Thanks and no of course not, it would be an a honor!
Looks very yummy!
My preference is thin crust; I have been using the Peter Reinhart recipe for making Pizza Margherita. Have you tried this recipe to make thin crust base?
Yes you certainly can use it to make a neapolitan style margherita pizza - in fact I did exactly that with some left over dough (I ran out of pans!)
At 75% hydration, it's a little trickier to shape than the usual pizza dough...forgive the blurry picture of a somewhat misshapen pizza. It's definitely not what I'd call traditional neapolitan though. I'm working on another recipe for that. First batch mixed and resting as I type.
hey this is awesome looking!! my husband and i are thin-crust pizza afficiandos! so i would love to try this in a thin crust version...
I'm curious--Is it a challenge to transfer the pre-cooked pizza from the aluminum pan onto the pizza stone without losing ingredients or shape? Also, is there a quicker way to heat up your pizza stone? I live in the south, and in the summer months our house would heat up rather quickly (even with the air on).
I don't know if you were trying to address the question to Sherry or myself but (my) recipe above does not require any pre-cooking or transfer.
Just stretch out the dough in the pan. Give it a short proofing time, add toppings and then place the pan on top of the pre-heated pizza stone.
You can probably get away with heating the stone for just one hour. I based the timing on my stone in the UK with a very slow-to-heat oven. However the oven I'm using in Tennessee (not quite 'deep south' but still the south, right? :) ) heats up quicker. Essentially you need about an hour of time spent at the maximum oven temperature + a few minutes broiler time.
Hope that helps and happy baking!
Your dough's crumb looks excellent! What would you think was the biggest contributing factor to how airy it came out? Type of flour (you added bread flour to the mix)? The mature starter you used? Wetness of the dough? Baking technique? Proofing time after you stretched it out onto the pans?
I have been trying for a pizza dough that would rise like that for a while and can't seem to get the right combo yet, but I'm a total noob at this.
What would you think was the biggest contributing factor to how airy it came out?
The high hydration.
Type of flour (you added bread flour to the mix)?
Bread flour (King Arthur unbleached) and All purpose (also King Arthur)

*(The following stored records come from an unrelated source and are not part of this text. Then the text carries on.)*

//! Compile flow - Turn the documentation tree into one markdown document
//!
//! Steps:
//! 1. Validate that the documentation directory exists
//! 2. Collect markdown files and reject an empty tree
//! 3. Render every document into a single string
//! 4. Write the result to stdout or the destination file
//!
//! Nothing is written unless steps 1-3 succeed.

use crate::backends::output::write_output;
use crate::backends::scan::collect_markdown_files;
use crate::core::model::{CompileConfig, CompileError, CompileSummary};
use crate::core::render::build_compilation;

/// Validate, collect, and compile without writing anything
pub fn compile_docs(config: &CompileConfig) -> Result<(String, usize), CompileError> {
    let docs_dir = config.docs_dir();

    if !docs_dir.is_dir() {
        return Err(CompileError::MissingDocsDir(docs_dir));
    }

    let documents = collect_markdown_files(&docs_dir)?;
    if documents.is_empty() {
        return Err(CompileError::NoMarkdownFiles(docs_dir));
    }

    let compiled = build_compilation(&documents, &config.root)?;
    Ok((compiled, documents.len()))
}

/// Run the compile flow end to end
pub fn run_compile(config: &CompileConfig) -> Result<CompileSummary, CompileError> {
    let (compiled, documents) = compile_docs(config)?;

    write_output(&compiled, &config.destination)?;

    let summary = CompileSummary {
        documents,
        bytes: compiled.len(),
    };
    tracing::info!(
        documents = summary.documents,
        bytes = summary.bytes,
        destination = %config.destination,
        "compiled language docs"
    );

    Ok(summary)
}

#[cfg(test)]
mod tests {
    use super::*;
    use crate::core::model::Destination;
    use std::fs;
    use std::path::Path;
    use tempfile::tempdir;

    fn write_doc(root: &Path, relative: &str, content: &str) {
        let path = root.join("docs/10_language").join(relative);
        fs::create_dir_all(path.parent().unwrap()).unwrap();
        fs::write(path, content).unwrap();
    }

    #[test]
    fn test_missing_docs_dir() {
        let temp = tempdir().unwrap();
        let config = CompileConfig::new(temp.path());

        match compile_docs(&config) {
            Err(CompileError::MissingDocsDir(dir)) => {
                assert_eq!(dir, temp.path().join("docs/10_language"))
            }
            other => panic!("expected missing dir, got {:?}", other),
        }
    }

    #[test]
    fn test_docs_path_is_a_file() {
        let temp = tempdir().unwrap();
        fs::create_dir_all(temp.path().join("docs")).unwrap();
        fs::write(temp.path().join("docs/10_language"), "oops").unwrap();

        let err = compile_docs(&CompileConfig::new(temp.path())).unwrap_err();
        assert!(matches!(err, CompileError::MissingDocsDir(_)));
    }

    #[test]
    fn test_empty_docs_dir() {
        let temp = tempdir().unwrap();
        fs::create_dir_all(temp.path().join("docs/10_language/sub")).unwrap();
        fs::write(temp.path().join("docs/10_language/sub/notes.txt"), "x").unwrap();

        let err = compile_docs(&CompileConfig::new(temp.path())).unwrap_err();
        assert!(matches!(err, CompileError::NoMarkdownFiles(_)));
    }

    #[test]
    fn test_headings_relative_to_root() {
        let temp = tempdir().unwrap();
        write_doc(temp.path(), "a/one.md", "Hello\n\n\n");
        write_doc(temp.path(), "b/two.md", "World");

        let (compiled, count) = compile_docs(&CompileConfig::new(temp.path())).unwrap();
        assert_eq!(count, 2);
        assert_eq!(
            compiled,
            "# File: docs/10_language/a/one.md\n\nHello\n\n\n---\n\n\
# File: docs/10_language/b/two.md\n\nWorld\n\n"
        );
    }

    #[test]
    fn test_custom_docs_subdir() {
        let temp = tempdir().unwrap();
        fs::create_dir_all(temp.path().join("manual")).unwrap();
        fs::write(temp.path().join("manual/index.md"), "Index").unwrap();

        let config = CompileConfig::new(temp.path()).with_docs_subdir("manual");
        let (compiled, _) = compile_docs(&config).unwrap();
        assert_eq!(compiled, "# File: manual/index.md\n\nIndex\n\n");
    }

    #[test]
    fn test_run_compile_writes_destination() {
        let temp = tempdir().unwrap();
        write_doc(temp.path(), "intro.md", "Intro\n");
        let out = temp.path().join("out/nested/language.md");

        let config = CompileConfig::new(temp.path())
            .with_destination(Destination::File(out.clone()));
        let summary = run_compile(&config).unwrap();

        let written = fs::read_to_string(&out).unwrap();
        assert_eq!(written, "# File: docs/10_language/intro.md\n\nIntro\n\n");
        assert_eq!(summary.documents, 1);
        assert_eq!(summary.bytes, written.len());
    }

    #[test]
    fn test_run_compile_leaves_destination_on_failure() {
        let temp = tempdir().unwrap();
        let out = temp.path().join("existing.md");
        fs::write(&out, "previous\n").unwrap();

        let config = CompileConfig::new(temp.path())
            .with_destination(Destination::File(out.clone()));
        assert!(run_compile(&config).is_err());
        assert_eq!(fs::read_to_string(&out).unwrap(), "previous\n");
    }
}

The mature starter you used?
100% hydration (equal weight flour + water) starter fed with supermarket brand all purpose flour at 12 hour intervals. Kept at room temperature
Wetness of the dough?
Close to 75% hydration
Pre-heated baking stone (550F for an hour or so) with 10 minutes broiler just before putting the pan in the oven (whereby I switched back to 'bake').
Proofing time after you stretched it out onto the pans?
About half an hour for the first one (longer for subsequent pizzas).
Hope that answers some of your queries. Let me know if you have any other questions. Have fun with the pizza-making!